Left: possible oak tree planted in honour of Blake; right: Blake mural at Goose Green

It takes almost as much imagination as artist and poet William Blake had to picture him, aged 7 or 8, walking to Peckham Rye on his own and having his first (of many) vision of angels there, but that’s how the story goes: “A tree filled with angels, bright angelic wings bespangling every bough like stars”. Around 1765 the boy William, not liking built-up central London where he lived, liked nothing more than to walk seven miles or more (sometimes as far afield as Croydon) to the common at Peckham Rye. One Blake scholar says these formative walks had a strong influence on future poems such as Songs of Experience.
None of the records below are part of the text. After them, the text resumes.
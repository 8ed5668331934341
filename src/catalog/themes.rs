//! Dungeon theme table (§4.2 step 1).
//!
//! Generalizes the reference engine's `ArenaMap` (a flat enum of map
//! layouts with fixed visual/size constants) into themes that additionally
//! drive generator weighting and per-tick hazard behavior.

use serde::{Deserialize, Serialize};

#[derive(Debug, Clone, Copy, PartialEq, Eq, Hash, Serialize, Deserialize)]
pub enum DungeonTheme {
    Crypt,
    Inferno,
    Frozen,
    Swamp,
    Shadow,
    Treasure,
}

#[derive(Debug, Clone, Copy)]
pub struct ThemeModifiers {
    /// Multiplies player movement speed; Frozen uses momentum physics on top
    /// of this (§4.7 step 2).
    pub movement_modifier: f32,
    /// Flat damage dealt by the theme's passive hazard tick.
    pub hazard_damage: i32,
    /// Scales trap damage (§4.2 step 8).
    pub trap_multiplier: f32,
}

impl DungeonTheme {
    pub fn all() -> &'static [DungeonTheme] {
        &[
            DungeonTheme::Crypt,
            DungeonTheme::Inferno,
            DungeonTheme::Frozen,
            DungeonTheme::Swamp,
            DungeonTheme::Shadow,
            DungeonTheme::Treasure,
        ]
    }

    pub fn modifiers(&self) -> ThemeModifiers {
        match self {
            DungeonTheme::Crypt => ThemeModifiers {
                movement_modifier: 1.0,
                hazard_damage: 0,
                trap_multiplier: 1.0,
            },
            DungeonTheme::Inferno => ThemeModifiers {
                movement_modifier: 1.0,
                hazard_damage: 8,
                trap_multiplier: 1.25,
            },
            DungeonTheme::Frozen => ThemeModifiers {
                movement_modifier: 0.85,
                hazard_damage: 0,
                trap_multiplier: 1.0,
            },
            DungeonTheme::Swamp => ThemeModifiers {
                movement_modifier: 0.9,
                hazard_damage: 3,
                trap_multiplier: 1.1,
            },
            DungeonTheme::Shadow => ThemeModifiers {
                movement_modifier: 1.0,
                hazard_damage: 0,
                trap_multiplier: 1.15,
            },
            DungeonTheme::Treasure => ThemeModifiers {
                movement_modifier: 1.0,
                hazard_damage: 0,
                trap_multiplier: 0.75,
            },
        }
    }

    /// Relative generation weight for `floor` — later floors favor the
    /// harsher themes. Floor 1 never rolls Treasure (reserved as a rare
    /// special floor).
    pub fn weight_for_floor(&self, floor: u32) -> f32 {
        match self {
            DungeonTheme::Crypt => 3.0,
            DungeonTheme::Inferno => 1.0 + floor as f32 * 0.15,
            DungeonTheme::Frozen => 1.0 + floor as f32 * 0.1,
            DungeonTheme::Swamp => 2.0,
            DungeonTheme::Shadow => 1.0 + floor as f32 * 0.2,
            DungeonTheme::Treasure => {
                if floor <= 1 {
                    0.0
                } else {
                    0.5
                }
            }
        }
    }
}

/// `isInferno` hazard chance (§9 open question: 8% per 5s check, literal).
pub const INFERNO_HAZARD_CHANCE: f32 = 0.08;
pub const INFERNO_HAZARD_CHECK_INTERVAL: f32 = 5.0;

#[cfg(test)]
mod tests {
    use super::*;

    #[test]
    fn treasure_never_weighted_on_floor_one() {
        assert_eq!(DungeonTheme::Treasure.weight_for_floor(1), 0.0);
        assert!(DungeonTheme::Treasure.weight_for_floor(2) > 0.0);
    }

    #[test]
    fn all_themes_have_nonnegative_modifiers() {
        for theme in DungeonTheme::all() {
            let m = theme.modifiers();
            assert!(m.movement_modifier > 0.0);
            assert!(m.hazard_damage >= 0);
            assert!(m.trap_multiplier > 0.0);
        }
    }
}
Locating the actual tree is impossible now; for one thing the common was a lot larger than it is now, for another, even if it’s still there, does it actually matter? We had enough trouble tracking down the small oak tree that was planted in 2011 by artist John Hartley in honour of William Blake (there’s no plaque or sign, and we had only had a vague map of the park with a red cross where the tree is. It was a case of not being able to see the tree for the trees). Nearby, on Goose Green, there’s a mural to Blake's vision of angels, painted in 1993 as a community project.

(Did we see any angels? was the inevitable question asked us when we returned from our wanderings. Well, actually yes. I thought I spotted one on the common, but it was a dead tree. But we saw them on the mural, and then in Nunhead cemetery, our next stop.)